What I discovered is that there are two different dog ACL surgeries….one is called TPLO and it is a lot like the human version in some ways in that it involves using screws and drilling into the bone. The cost: only $2600. The other one replaces the torn ligament with fishing wire, and it is considered less invasive. One vet interviewed says he has been doing 3 or 4 of these surgeries a week for decades. The cost of this one: $500! There does not appear to be any significant wait time for either surgery. Dang! Dogs have it good.

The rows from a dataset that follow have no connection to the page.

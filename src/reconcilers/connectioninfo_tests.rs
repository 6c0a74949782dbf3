// Copyright (c) 2025 Erick Bourgeois, firestoned
// SPDX-License-Identifier: MIT

//! Unit tests for `connectioninfo.rs`

use super::*;
use crate::cluster_fake::FakeCluster;
use crate::crd::{CloudNativeFullStackSpec, CommunicationHost, DynaKubeSpec, OneAgentSpec};
use crate::reconcilers::status::find_condition;
use crate::version::testing::FakeVendor;
use crate::version::vendor::OneAgentConnectionInfo;
use chrono::{TimeZone, Utc};
use std::time::Duration;

fn dynakube() -> DynaKube {
    let mut dk = DynaKube::new(
        "dk",
        DynaKubeSpec {
            api_url: "https://abc123.live.dynatrace.com/api".to_string(),
            one_agent: OneAgentSpec {
                cloud_native_full_stack: Some(CloudNativeFullStackSpec::default()),
                ..OneAgentSpec::default()
            },
            ..DynaKubeSpec::default()
        },
    );
    dk.metadata.namespace = Some("dynatrace".to_string());
    dk.metadata.uid = Some("dk-uid".to_string());
    dk
}

fn vendor_with_hosts(hosts: Vec<CommunicationHost>) -> FakeVendor {
    FakeVendor {
        connection_info: Some(OneAgentConnectionInfo {
            tenant_uuid: "abc123".to_string(),
            tenant_token: "tenant-token-value".to_string(),
            endpoints: "https://abc123.live.dynatrace.com:443/communication".to_string(),
            communication_hosts: hosts,
        }),
        ..FakeVendor::default()
    }
}

fn host() -> CommunicationHost {
    CommunicationHost {
        protocol: "https".to_string(),
        host: "abc123.live.dynatrace.com".to_string(),
        port: 443,
    }
}

fn clock() -> TimeProvider {
    TimeProvider::frozen_at(Utc.with_ymd_and_hms(2025, 6, 1, 12, 0, 0).unwrap())
}

#[tokio::test]
async fn test_fetches_and_writes_tenant_secret() {
    let cluster = FakeCluster::new();
    let vendor = vendor_with_hosts(vec![host()]);
    let time = clock();
    let dk = dynakube();
    let mut status = DynaKubeStatus::default();

    reconcile_connection_info(&cluster, &vendor, &time, &dk, &mut status)
        .await
        .expect("reconcile");

    let info = &status.one_agent.connection_info;
    assert_eq!(info.tenant_uuid, "abc123");
    assert!(info.route_is_clear());
    assert_eq!(info.last_request, Some(time.now_rfc3339()));

    let secret = cluster
        .secret("dynatrace", "dk-oneagent-tenant-secret")
        .expect("tenant secret");
    let token = secret
        .data
        .as_ref()
        .and_then(|d| d.get(TENANT_TOKEN_KEY))
        .expect("token");
    assert_eq!(token.0, b"tenant-token-value");
    assert_eq!(
        secret.metadata.owner_references.expect("owner")[0].uid,
        "dk-uid"
    );

    let condition =
        find_condition(&status.conditions, CONDITION_TYPE_CONNECTION_INFO).expect("condition");
    assert_eq!(condition.status, STATUS_TRUE);
}

#[tokio::test]
async fn test_recent_connection_info_is_not_refetched() {
    let cluster = FakeCluster::new();
    let vendor = vendor_with_hosts(vec![host()]);
    let mut time = clock();
    let dk = dynakube();
    let mut status = DynaKubeStatus::default();

    reconcile_connection_info(&cluster, &vendor, &time, &dk, &mut status)
        .await
        .expect("reconcile");
    time.advance(Duration::from_secs(60));
    reconcile_connection_info(&cluster, &vendor, &time, &dk, &mut status)
        .await
        .expect("reconcile");
    assert_eq!(vendor.calls(), 1);

    time.advance(Duration::from_secs(15 * 60));
    reconcile_connection_info(&cluster, &vendor, &time, &dk, &mut status)
        .await
        .expect("reconcile");
    assert_eq!(vendor.calls(), 2);
}

#[tokio::test]
async fn test_missing_secret_forces_refetch() {
    let cluster = FakeCluster::new();
    let vendor = vendor_with_hosts(vec![host()]);
    let time = clock();
    let dk = dynakube();
    let mut status = DynaKubeStatus::default();
    status.one_agent.connection_info.last_request = Some(time.now_rfc3339());

    reconcile_connection_info(&cluster, &vendor, &time, &dk, &mut status)
        .await
        .expect("reconcile");
    assert_eq!(vendor.calls(), 1);
}

#[tokio::test]
async fn test_empty_hosts_is_informational() {
    let cluster = FakeCluster::new();
    let vendor = vendor_with_hosts(Vec::new());
    let time = clock();
    let dk = dynakube();
    let mut status = DynaKubeStatus::default();

    reconcile_connection_info(&cluster, &vendor, &time, &dk, &mut status)
        .await
        .expect("no error");

    assert!(!status.one_agent.connection_info.route_is_clear());
    let condition =
        find_condition(&status.conditions, CONDITION_TYPE_CONNECTION_INFO).expect("condition");
    assert_eq!(condition.status, STATUS_FALSE);
    assert_eq!(condition.reason.as_deref(), Some(REASON_EMPTY_COMMUNICATION_HOSTS));
}

#[tokio::test]
async fn test_vendor_error_is_returned() {
    let cluster = FakeCluster::new();
    let vendor = FakeVendor::default();
    let time = clock();
    let dk = dynakube();
    let mut status = DynaKubeStatus::default();

    assert!(
        reconcile_connection_info(&cluster, &vendor, &time, &dk, &mut status)
            .await
            .is_err()
    );
    assert!(cluster.secret("dynatrace", "dk-oneagent-tenant-secret").is_none());
    let condition =
        find_condition(&status.conditions, CONDITION_TYPE_CONNECTION_INFO).expect("condition");
    assert_eq!(condition.status, STATUS_FALSE);
}

#[tokio::test]
async fn test_disabled_agent_clears_connection_info() {
    let cluster = FakeCluster::new();
    let vendor = FakeVendor::default();
    let time = clock();
    let mut dk = dynakube();
    dk.spec.one_agent = OneAgentSpec::default();
    let mut status = DynaKubeStatus::default();
    status.one_agent.connection_info.tenant_uuid = "abc123".to_string();

    reconcile_connection_info(&cluster, &vendor, &time, &dk, &mut status)
        .await
        .expect("reconcile");
    assert_eq!(status.one_agent.connection_info, ConnectionInfo::default());
    assert_eq!(vendor.calls(), 0);
}
// Copyright (c) 2025 Erick Bourgeois, firestoned
// SPDX-License-Identifier: MIT

//! Reconciliation logic for the operator's custom resources.
//!
//! # Reconciliation Architecture
//!
//! Each pass follows the standard Kubernetes controller pattern:
//!
//! 1. **Observe** - Read the resource and everything it references
//! 2. **Resolve** - Pin component versions and connection info into status
//! 3. **Apply** - Create or update owned ConfigMaps and workloads
//! 4. **Status** - Write conditions and phase back once per pass
//!
//! # Available Reconcilers
//!
//! - [`reconcile_dynakube`] - Versions, connection info, namespace mapping and
//!   the telemetry collector of a `DynaKube`
//! - [`reconcile_edge_connect`] - Version and deployment of an `EdgeConnect`
//!
//! All reconcilers go through the [`Cluster`](crate::cluster::Cluster) trait,
//! so unit tests run them against an in-memory cluster.

pub mod collector;
pub mod connectioninfo;
pub mod dynakube;
pub mod edgeconnect;
pub mod namespaces;
pub mod resources;
pub mod status;

pub use collector::reconcile_collector;
pub use dynakube::reconcile_dynakube;
pub use edgeconnect::reconcile_edge_connect;
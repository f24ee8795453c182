use colored::*;
use netcheck_common::site::SiteStatus;

use crate::terminal::colors;

pub type Detail = (String, ColoredString);

/// Report fields after the store line, coloured by outcome.
pub fn status_to_details(status: &SiteStatus) -> Vec<Detail> {
    status
        .report_lines()
        .into_iter()
        .skip(1)
        .map(|(label, value)| {
            let colored: ColoredString = match value.as_str() {
                "UP" | "NO" => value.color(colors::UP),
                "DOWN" => value.color(colors::DOWN),
                "YES" => value.color(colors::DOWN).bold(),
                _ => value.color(colors::TEXT_DEFAULT),
            };
            (label, colored)
        })
        .collect()
}

pub fn store_title(status: &SiteStatus) -> String {
    let crashed = status.crashed_registers();
    let total = status.register_count();
    format!(
        "STORE {} {} {}",
        status.id().to_string().color(colors::PRIMARY).bold(),
        status.country().to_string().color(colors::ACCENT),
        format!("({crashed}/{total} registers down)").color(colors::SEPARATOR),
    )
}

There appear to be some compromises one must make in choosing the veterinary option, however. One’s butt, indeed, must be shaved for the surgery to take place. It appears to be quite embarrassing for the dog in the photos I’ve seen, but then again, my butt isn’t quite as hairy, or openly on display as a dogs’ is, and could probably be covered up by clothing. I might have to also endure a neck cone, although perhaps this would be negotiable as I can be fairly certain I wouldn’t be tempted to bite my stitches. Another letdown: my walking would be restricted to leash walking only for 4 – 6 weeks. Although dog collars and leashes on people aren’t really my thing, if it meant getting back to playing soccer sooner, I might be able to endure it. Stairs are usually a problem for dogs as well, during their recovery period. Vets recommend that you roll up a towel into a long rope, loop it around the dog’s stomach, and then lift their butt in the air while they use their ‘hands’ to go up stairs. This one might be the trickiest of all, especially when I’m at the Skytrain station on my way to work downtown. I’m not sure I could find anyone to help me, but then again, I haven’t checked Craigslist.

Of course, some naturopathic vets suggest surgery could be avoided by changing your diet and using more natural therapies to assist with repair and blood flow to the injured knee. Licorice, rhubarb, and pineapple are said to be helpful. I think they were talking about the herbal version of licorice, but I doubt I’d like that so I’m thinking of riding my bike down to 7-11 to get some twizzlers as soon as I finish writing this. I could whip them into a smoothie with the other stuff, throw in some doggie kibble, and maybe avoid the whole thing altogether. What do you think?